* **Problem to solve**: Which lines of the records below contain the word "cannot"? Report each of them in full.

* **Provided records**:
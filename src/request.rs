//! Request bodies for the upload, destroy and mapping endpoints.

use crate::mime;
use crate::models::ResourceType;
use crate::signer::Signer;
use crate::Result;
use reqwest::multipart::{Form, Part};

/// Signed multipart upload of a single file.
#[derive(Debug)]
pub struct UploadRequest {
    public_id: Option<String>,
    api_key: String,
    timestamp: i64,
    signature: String,
    file_name: String,
    content: Vec<u8>,
    content_type: &'static str,
}

impl UploadRequest {
    pub fn new(
        signer: &Signer,
        api_key: &str,
        public_id: Option<String>,
        timestamp: i64,
        file_name: String,
        content: Vec<u8>,
        resource_type: ResourceType,
    ) -> Self {
        let signature = signer.sign_request(public_id.as_deref(), timestamp);
        let content_type = mime::content_type_for(&content, resource_type);

        Self {
            public_id,
            api_key: api_key.to_string(),
            timestamp,
            signature,
            file_name,
            content,
            content_type,
        }
    }

    pub fn public_id(&self) -> Option<&str> {
        self.public_id.as_deref()
    }

    pub fn signature(&self) -> &str {
        &self.signature
    }

    /// Text fields in the order they are written to the form.
    pub fn text_fields(&self) -> Vec<(&'static str, String)> {
        let mut fields = Vec::with_capacity(4);
        if let Some(id) = &self.public_id {
            fields.push(("public_id", id.clone()));
        }
        fields.push(("api_key", self.api_key.clone()));
        fields.push(("timestamp", self.timestamp.to_string()));
        fields.push(("signature", self.signature.clone()));
        fields
    }

    pub fn into_form(self) -> Result<Form> {
        let form = self
            .text_fields()
            .into_iter()
            .fold(Form::new(), |form, (name, value)| form.text(name, value));

        let file = Part::bytes(self.content)
            .file_name(self.file_name)
            .mime_str(self.content_type)?;

        Ok(form.part("file", file))
    }
}

/// Signed urlencoded destroy request.
#[derive(Debug)]
pub struct DestroyRequest {
    api_key: String,
    public_id: String,
    timestamp: i64,
    signature: String,
}

impl DestroyRequest {
    pub fn new(signer: &Signer, api_key: &str, public_id: &str, timestamp: i64) -> Self {
        Self {
            api_key: api_key.to_string(),
            public_id: public_id.to_string(),
            timestamp,
            signature: signer.sign_request(Some(public_id), timestamp),
        }
    }

    pub fn signature(&self) -> &str {
        &self.signature
    }

    pub fn form_params(&self) -> Vec<(&'static str, String)> {
        vec![
            ("api_key", self.api_key.clone()),
            ("public_id", self.public_id.clone()),
            ("timestamp", self.timestamp.to_string()),
            ("signature", self.signature.clone()),
        ]
    }
}

/// Query parameters for the upload-mapping admin endpoint.
pub fn mapping_query<'a>(
    folder: &'a str,
    template: Option<&'a str>,
) -> Vec<(&'static str, &'a str)> {
    let mut query = vec![("folder", folder)];
    if let Some(template) = template {
        query.push(("template", template));
    }
    query
}
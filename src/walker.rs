//! Local path handling for uploads
//!
//! Depth-first discovery of the files under a directory, and derivation of
//! public ids from local paths.

use crate::models::ResourceType;
use crate::{Error, Result};
use std::path::{Path, PathBuf};
use walkdir::WalkDir;

/// Lazily walk `dir` depth-first, yielding every regular file in file name
/// order. Directories and symlinks are skipped using the walk's own
/// (unfollowed) file type. The walk yields an error at the first entry it
/// cannot read; callers are expected to stop there.
pub fn walk_files(dir: &Path) -> impl Iterator<Item = Result<PathBuf>> {
    let root = dir.to_path_buf();

    WalkDir::new(dir)
        .follow_links(false)
        .sort_by_file_name()
        .into_iter()
        .filter_map(move |entry| match entry {
            Ok(entry) => {
                if entry.file_type().is_file() {
                    Some(Ok(entry.into_path()))
                } else {
                    None
                }
            }
            Err(e) => Some(Err(Error::Walk {
                path: e.path().map(Path::to_path_buf).unwrap_or_else(|| root.clone()),
                source: e,
            })),
        })
}

/// Public id for a local file: the parent directory name joined with the
/// file name. Images drop their extension, raw files keep it.
///
/// `/tmp/images/logo.png` as an image gives `images/logo`;
/// `/tmp/css/default.css` as raw gives `css/default.css`.
pub fn public_id_for(path: &Path, resource_type: ResourceType) -> String {
    let name = match resource_type {
        ResourceType::Image => path.file_stem(),
        ResourceType::Raw => path.file_name(),
    }
    .map(|name| name.to_string_lossy().into_owned())
    .unwrap_or_default();

    match path.parent().and_then(Path::file_name) {
        Some(parent) => format!("{}/{}", parent.to_string_lossy(), name),
        None => name,
    }
}
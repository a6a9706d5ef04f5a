//! Client for the Cloudinary asset-hosting service
//!
//! Uploads local files or whole directory trees with signed multipart
//! requests, deletes assets, and manages upload mappings through the admin API.

pub mod error;
pub mod mime;
pub mod models;
pub mod request;
pub mod service;
pub mod signer;
pub mod transport;
pub mod walker;

pub use error::{Error, Result};
pub use models::ResourceType;
pub use service::{AssetService, MockAssetService, Service};
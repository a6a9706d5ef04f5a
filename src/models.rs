//! Data models and structures
//!
//! Defines resource types, the JSON payloads exchanged with the upload and
//! admin APIs, and environment-driven configuration.

use serde::{Deserialize, Serialize};
use std::fmt;
use std::str::FromStr;

/// Classification of an asset. Selects the endpoint path and how the
/// public id is derived from a local path.
#[derive(Debug, Clone, Copy, Default, PartialEq, Eq, Serialize, Deserialize)]
#[serde(rename_all = "lowercase")]
pub enum ResourceType {
    #[default]
    Image,
    Raw,
}

impl ResourceType {
    pub fn as_str(&self) -> &'static str {
        match self {
            ResourceType::Image => "image",
            ResourceType::Raw => "raw",
        }
    }
}

impl fmt::Display for ResourceType {
    fn fmt(&self, f: &mut fmt::Formatter<'_>) -> fmt::Result {
        f.write_str(self.as_str())
    }
}

impl FromStr for ResourceType {
    type Err = String;

    fn from_str(s: &str) -> std::result::Result<Self, Self::Err> {
        match s.to_ascii_lowercase().as_str() {
            "image" => Ok(ResourceType::Image),
            "raw" => Ok(ResourceType::Raw),
            other => Err(format!(
                "Invalid resource type '{}'. Expected 'image' or 'raw'",
                other
            )),
        }
    }
}

/// Response body after uploading a file, e.g.
/// `{"public_id":"Downloads/file","version":1369431906,"format":"png","resource_type":"image"}`.
#[derive(Debug, Clone, PartialEq, Serialize, Deserialize)]
pub struct UploadResult {
    pub public_id: String,
    pub version: u64,
    #[serde(default)]
    pub format: Option<String>,
    pub resource_type: String,
    #[serde(default)]
    pub bytes: Option<u64>,
    #[serde(default)]
    pub url: Option<String>,
    #[serde(default)]
    pub secure_url: Option<String>,
}

/// Response body of a destroy call.
#[derive(Debug, Clone, PartialEq, Serialize, Deserialize)]
pub struct DeleteResult {
    pub result: String,
}

/// Folder-to-template routing rule.
#[derive(Debug, Clone, PartialEq, Serialize, Deserialize)]
pub struct Mapping {
    pub folder: String,
    pub template: String,
}

#[derive(Debug, Clone, Default, PartialEq, Serialize, Deserialize)]
pub struct UploadMappings {
    #[serde(default)]
    pub mappings: Vec<Mapping>,
}

/// Acknowledgement returned by mapping mutations (`{"message":"created"}`).
#[derive(Debug, Clone, PartialEq, Serialize, Deserialize)]
pub struct MappingMessage {
    pub message: String,
}

#[derive(Debug, Clone, Serialize, Deserialize)]
pub struct ApiErrorBody {
    pub message: String,
}

/// `{"error":{"message":"..."}}`
#[derive(Debug, Clone, Serialize, Deserialize)]
pub struct ApiErrorEnvelope {
    pub error: ApiErrorBody,
}

/// Either an error envelope or the expected payload.
///
/// Variant order matters for `#[serde(untagged)]` decoding: the envelope is
/// tried first so payloads with all-optional fields cannot swallow it.
#[derive(Debug, Deserialize)]
#[serde(untagged)]
pub enum ApiResponse<T> {
    Failure(ApiErrorEnvelope),
    Success(T),
}

// Configuration
#[derive(Debug, Clone)]
pub struct Config {
    pub cloudinary_url: String,
    pub api_base: Option<String>,
    pub dry_run: bool,
}

impl Config {
    pub fn from_env() -> crate::Result<Self> {
        dotenvy::dotenv().ok();

        Ok(Self {
            cloudinary_url: std::env::var("CLOUDINARY_URL")
                .map_err(|_| crate::Error::Config("CLOUDINARY_URL not set".to_string()))?,
            api_base: std::env::var("CLOUDINARY_API_BASE").ok(),
            dry_run: std::env::var("DRY_RUN")
                .map(|v| matches!(v.to_ascii_lowercase().as_str(), "1" | "true" | "yes"))
                .unwrap_or(false),
        })
    }
}

#[cfg(test)]
mod tests {
    use super::*;
    use pretty_assertions::assert_eq;

    #[test]
    fn test_resource_type_parsing() {
        assert_eq!("image".parse::<ResourceType>(), Ok(ResourceType::Image));
        assert_eq!("RAW".parse::<ResourceType>(), Ok(ResourceType::Raw));
        assert!("video".parse::<ResourceType>().is_err());
        assert_eq!(ResourceType::default(), ResourceType::Image);
        assert_eq!(ResourceType::Raw.to_string(), "raw");
    }

    #[test]
    fn test_upload_result_minimal_body() {
        let json = r#"{"public_id":"Downloads/file","version":1369431906,
            "format":"png","resource_type":"image"}"#;
        let result: UploadResult = serde_json::from_str(json).unwrap();

        assert_eq!(result.public_id, "Downloads/file");
        assert_eq!(result.version, 1369431906);
        assert_eq!(result.format.as_deref(), Some("png"));
        assert_eq!(result.resource_type, "image");
        assert!(result.secure_url.is_none());
    }

    #[test]
    fn test_api_response_prefers_error_envelope() {
        let json = r#"{"error":{"message":"Missing required parameter - public_id"}}"#;
        let response: ApiResponse<UploadMappings> = serde_json::from_str(json).unwrap();

        match response {
            ApiResponse::Failure(envelope) => {
                assert_eq!(envelope.error.message, "Missing required parameter - public_id")
            }
            ApiResponse::Success(_) => panic!("error envelope decoded as success"),
        }
    }

    #[test]
    fn test_api_response_success() {
        let json = r#"{"mappings":[{"folder":"wiki","template":"https://example.org/wiki/"}]}"#;
        let response: ApiResponse<UploadMappings> = serde_json::from_str(json).unwrap();

        match response {
            ApiResponse::Success(list) => assert_eq!(
                list.mappings,
                vec![Mapping {
                    folder: "wiki".to_string(),
                    template: "https://example.org/wiki/".to_string(),
                }]
            ),
            ApiResponse::Failure(_) => panic!("payload decoded as failure"),
        }
    }
}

* **Answer box**:
/// cannot read; callers are expected to stop there.
/// tried first so payloads with all-optional fields cannot swallow it.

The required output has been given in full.